Input records Start Marker

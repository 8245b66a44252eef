use crate::application::{
    error::HttpError, registration::SubmissionOutcome, render::PageSlots,
};
use askama::{Error as AskamaError, Template};
use axum::{
    http::StatusCode,
    response::{Html, IntoResponse, Response},
};
use thiserror::Error;

pub const PAGE_TITLE: &str = "JornaGEO";

#[derive(Debug, Error)]
#[error("{public_message}")]
pub struct TemplateRenderError {
    pub(crate) source: &'static str,
    pub(crate) public_message: &'static str,
    #[source]
    pub(crate) error: AskamaError,
}

impl TemplateRenderError {
    pub fn new(source: &'static str, public_message: &'static str, error: AskamaError) -> Self {
        Self {
            source,
            public_message,
            error,
        }
    }
}

impl From<TemplateRenderError> for HttpError {
    fn from(err: TemplateRenderError) -> Self {
        let TemplateRenderError {
            source,
            public_message,
            error,
        } = err;

        HttpError::from_error(
            source,
            StatusCode::INTERNAL_SERVER_ERROR,
            public_message,
            &error,
        )
    }
}

pub fn render_template<T: Template>(template: T) -> Result<Html<String>, HttpError> {
    template.render().map(Html).map_err(|err| {
        TemplateRenderError::new(
            "presentation::views::render_template",
            "Template rendering failed",
            err,
        )
        .into()
    })
}

pub fn render_template_response<T: Template>(template: T, status: StatusCode) -> Response {
    match render_template(template) {
        Ok(html) => (status, html).into_response(),
        Err(err) => err.into_response(),
    }
}

/// Status message shown next to the registration form.
#[derive(Debug, Clone, PartialEq, Eq)]
pub struct NoticeView {
    /// CSS modifier: `success` or `error`.
    pub kind: &'static str,
    pub message: String,
}

impl From<&SubmissionOutcome> for NoticeView {
    fn from(outcome: &SubmissionOutcome) -> Self {
        let kind = if outcome.is_accepted() {
            "success"
        } else {
            "error"
        };
        Self {
            kind,
            message: outcome.message(),
        }
    }
}

#[derive(Debug, Clone)]
pub struct LandingPage {
    pub title: String,
    pub slots: PageSlots,
    pub coordination: bool,
    pub notice: Option<NoticeView>,
}

impl LandingPage {
    /// The page before any content has been rendered into it.
    pub fn empty() -> Self {
        Self {
            title: PAGE_TITLE.to_string(),
            slots: PageSlots::new(),
            coordination: false,
            notice: None,
        }
    }

    pub fn with_notice(self, notice: Option<NoticeView>) -> Self {
        Self { notice, ..self }
    }
}

#[derive(Template)]
#[template(path = "landing.html")]
pub struct LandingTemplate {
    pub page: LandingPage,
}
mod peer_transport;
mod rtc_transport;
mod transport_event;

pub use peer_transport::*;
pub use rtc_transport::*;
pub use transport_event::*;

Input records End Marker

### Problem to solve:
Line by line, retype all the entries exactly as they are shown.

### Task solution:
repository 8245b66a44252eef
use crate::application::{
    error::HttpError, registration::SubmissionOutcome, render::PageSlots,
};
use askama::{Error as AskamaError, Template};
use axum::{
    http::StatusCode,
    response::{Html, IntoResponse, Response},
};
use thiserror::Error;

pub const PAGE_TITLE: &str = "JornaGEO";

#[derive(Debug, Error)]
#[error("{public_message}")]
pub struct TemplateRenderError {
    pub(crate) source: &'static str,
    pub(crate) public_message: &'static str,
    #[source]
    pub(crate) error: AskamaError,
}

impl TemplateRenderError {
    pub fn new(source: &'static str, public_message: &'static str, error: AskamaError) -> Self {
        Self {
            source,
            public_message,
            error,
        }
    }
}

impl From<TemplateRenderError> for HttpError {
    fn from(err: TemplateRenderError) -> Self {
        let TemplateRenderError {
            source,
            public_message,
            error,
        } = err;

        HttpError::from_error(
            source,
            StatusCode::INTERNAL_SERVER_ERROR,
            public_message,
            &error,
        )
    }
}

pub fn render_template<T: Template>(template: T) -> Result<Html<String>, HttpError> {
    template.render().map(Html).map_err(|err| {
        TemplateRenderError::new(
            "presentation::views::render_template",
            "Template rendering failed",
            err,
        )
        .into()
    })
}

pub fn render_template_response<T: Template>(template: T, status: StatusCode) -> Response {
    match render_template(template) {
        Ok(html) => (status, html).into_response(),
        Err(err) => err.into_response(),
    }
}

/// Status message shown next to the registration form.
#[derive(Debug, Clone, PartialEq, Eq)]
pub struct NoticeView {
    /// CSS modifier: `success` or `error`.
    pub kind: &'static str,
    pub message: String,
}

impl From<&SubmissionOutcome> for NoticeView {
    fn from(outcome: &SubmissionOutcome) -> Self {
        let kind = if outcome.is_accepted() {
            "success"
        } else {
            "error"
        };
        Self {
            kind,
            message: outcome.message(),
        }
    }
}

#[derive(Debug, Clone)]
pub struct LandingPage {
    pub title: String,
    pub slots: PageSlots,
    pub coordination: bool,
    pub notice: Option<NoticeView>,
}

impl LandingPage {
    /// The page before any content has been rendered into it.
    pub fn empty() -> Self {
        Self {
            title: PAGE_TITLE.to_string(),
            slots: PageSlots::new(),
            coordination: false,
            notice: None,
        }
    }

    pub fn with_notice(self, notice: Option<NoticeView>) -> Self {
        Self { notice, ..self }
    }
}

#[derive(Template)]
#[template(path = "landing.html")]
pub struct LandingTemplate {
    pub page: LandingPage,
}
mod peer_transport;
mod rtc_transport;
mod transport_event;

pub use peer_transport::*;
pub use rtc_transport::*;
pub use transport_event::*;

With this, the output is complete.